State Senator Joe Simitian of California, who tried from 2001 to 2005 to pass a hands-free cellphone law over objections of the cellphone industry, said the unpublished research would have helped him convince his colleagues that cellphones cause serious — deadly — distraction.
“Years went by when lives could have been saved,” said Mr. Simitian, who in 2006 finally pushed through a hands-free law that took effect last year.
The highway safety agency, rather than commissioning a study with 10,000 drivers, handled one involving 100 cars. That study, done with the Virginia Tech Transportation Institute, placed cameras inside cars to monitor drivers for more than a year.
It found that drivers using a hand-held device were at 1.3 times greater risk of a crash or near crash, and at three times the risk when dialing compared with other drivers.
Not all the research went unpublished. The safety agency put on its Web site an annotated bibliography of more than 150 scientific articles that showed how a cellphone conversation while driving taxes the brain’s processing power. But the bibliography included only a list of the articles, not the one-page summaries of each one written by the researchers.
Chris Monk, who researched the bibliography for 18 months, said the exclusion of the summaries took the teeth out of the findings.
“It became almost laughable,” Mr. Monk said. “What they wound up finally publishing was a stripped-out summary.”
Mr. Monk and Mike Goodman, a division head at the safety agency who led the research project, theorize that the agency might have felt pressure from the cellphone industry.
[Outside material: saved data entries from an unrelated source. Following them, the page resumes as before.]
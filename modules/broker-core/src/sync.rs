mod arc_shared;

pub use arc_shared::ArcShared;
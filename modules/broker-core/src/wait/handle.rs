use core::{
  fmt,
  future::Future,
  pin::Pin,
  task::{Context, Poll},
};

use super::node::WaitNode;
use crate::sync::ArcShared;

/// Handle to one registered waiter.
///
/// Awaiting the handle completes once the owning [`WaitQueue`](super::WaitQueue) notifies it.
/// A cancelled handle never completes. Clones refer to the same waiter.
#[derive(Clone)]
pub struct WaitHandle {
  node: ArcShared<WaitNode>,
}

impl WaitHandle {
  pub(crate) fn new() -> Self {
    Self { node: ArcShared::new(WaitNode::new()) }
  }

  /// Returns `true` while the waiter is neither notified nor cancelled.
  #[must_use]
  pub fn is_pending(&self) -> bool {
    self.node.is_pending()
  }

  /// Returns `true` once the waiter has been told that a payload may be available.
  #[must_use]
  pub fn is_notified(&self) -> bool {
    self.node.is_notified()
  }

  /// Returns `true` when both handles refer to the same waiter.
  #[must_use]
  pub fn same_waiter(&self, other: &Self) -> bool {
    ArcShared::ptr_eq(&self.node, &other.node)
  }

  /// Wakes the task awaiting this handle.
  ///
  /// Called after the notification was fired and the queue lock has been released.
  pub fn wake(&self) {
    self.node.wake();
  }

  pub(crate) fn notify(&self) -> bool {
    self.node.notify()
  }

  pub(crate) fn cancel(&self) -> bool {
    self.node.cancel()
  }
}

impl Future for WaitHandle {
  type Output = ();

  fn poll(self: Pin<&mut Self>, cx: &mut Context<'_>) -> Poll<Self::Output> {
    if self.node.register_waker(cx.waker()) {
      Poll::Ready(())
    } else {
      Poll::Pending
    }
  }
}

impl fmt::Debug for WaitHandle {
  fn fmt(&self, f: &mut fmt::Formatter<'_>) -> fmt::Result {
    f.debug_struct("WaitHandle").field("pending", &self.is_pending()).field("notified", &self.is_notified()).finish()
  }
}
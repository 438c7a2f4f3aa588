extern crate std;

use core::{
  future::Future,
  pin::Pin,
  task::{Context, Poll, Waker},
};
use std::{
  sync::{
    atomic::{AtomicUsize, Ordering},
    Arc,
  },
  task::Wake,
};

use super::{WaitHandle, WaitQueue};

struct CountingWaker(AtomicUsize);

impl Wake for CountingWaker {
  fn wake(self: Arc<Self>) {
    self.0.fetch_add(1, Ordering::SeqCst);
  }
}

fn counting_waker() -> (Arc<CountingWaker>, Waker) {
  let counter = Arc::new(CountingWaker(AtomicUsize::new(0)));
  let waker = Waker::from(counter.clone());
  (counter, waker)
}

fn poll_handle(handle: &mut WaitHandle, waker: &Waker) -> Poll<()> {
  let mut cx = Context::from_waker(waker);
  Pin::new(handle).poll(&mut cx)
}

#[test]
fn notify_one_follows_registration_order() {
  let mut queue = WaitQueue::new();
  let first = queue.register();
  let second = queue.register();
  let third = queue.register();
  assert_eq!(queue.len(), 3);

  let notified = queue.notify_one().expect("first waiter");
  assert!(notified.same_waiter(&first));
  assert!(first.is_notified());
  assert!(second.is_pending());
  assert!(third.is_pending());
  assert_eq!(queue.len(), 2);

  let notified = queue.notify_one().expect("second waiter");
  assert!(notified.same_waiter(&second));
}

#[test]
fn notify_one_on_empty_queue_returns_none() {
  let mut queue = WaitQueue::new();
  assert!(queue.is_empty());
  assert!(queue.notify_one().is_none());
}

#[test]
fn withdrawn_waiter_is_skipped() {
  let mut queue = WaitQueue::new();
  let first = queue.register();
  let second = queue.register();

  assert!(queue.withdraw(&first));
  assert!(!first.is_pending());
  assert_eq!(queue.len(), 1);

  let notified = queue.notify_one().expect("remaining waiter");
  assert!(notified.same_waiter(&second));
  assert!(!first.is_notified());
}

#[test]
fn withdraw_after_notification_reports_ownership() {
  let mut queue = WaitQueue::new();
  let waiter = queue.register();
  let _ = queue.notify_one();

  assert!(!queue.withdraw(&waiter));
  assert!(waiter.is_notified());
}

#[test]
fn handle_completes_after_notification_and_wake() {
  let (counter, waker) = counting_waker();
  let mut queue = WaitQueue::new();
  let mut waiter = queue.register();

  assert_eq!(poll_handle(&mut waiter, &waker), Poll::Pending);

  let notified = queue.notify_one().expect("registered waiter");
  assert_eq!(counter.0.load(Ordering::SeqCst), 0);
  notified.wake();
  assert_eq!(counter.0.load(Ordering::SeqCst), 1);

  assert_eq!(poll_handle(&mut waiter, &waker), Poll::Ready(()));
}

#[test]
fn cancelled_handle_stays_pending() {
  let (counter, waker) = counting_waker();
  let mut queue = WaitQueue::new();
  let mut waiter = queue.register();

  assert_eq!(poll_handle(&mut waiter, &waker), Poll::Pending);
  assert!(queue.withdraw(&waiter));
  assert!(queue.notify_one().is_none());

  assert_eq!(poll_handle(&mut waiter, &waker), Poll::Pending);
  assert_eq!(counter.0.load(Ordering::SeqCst), 0);
}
Mr. Goodman said the industry frequently checked in with him about the project and his progress. (He said the industry knew about the research because he had worked with it to gather some data).
But he could offer no proof of the industry’s influence. Mr. Flaherty said he was not contacted or influenced by the industry.
The agency’s current policy is that people should not use cellphones while driving. Rae Tyson, a spokesman for the agency, said it did not, and would not, publish the researchers’ fatality estimates because they were not definitive enough.
He said the other research was compiled as background material for the agency, not for the public.
“There is no report to publish,” he said.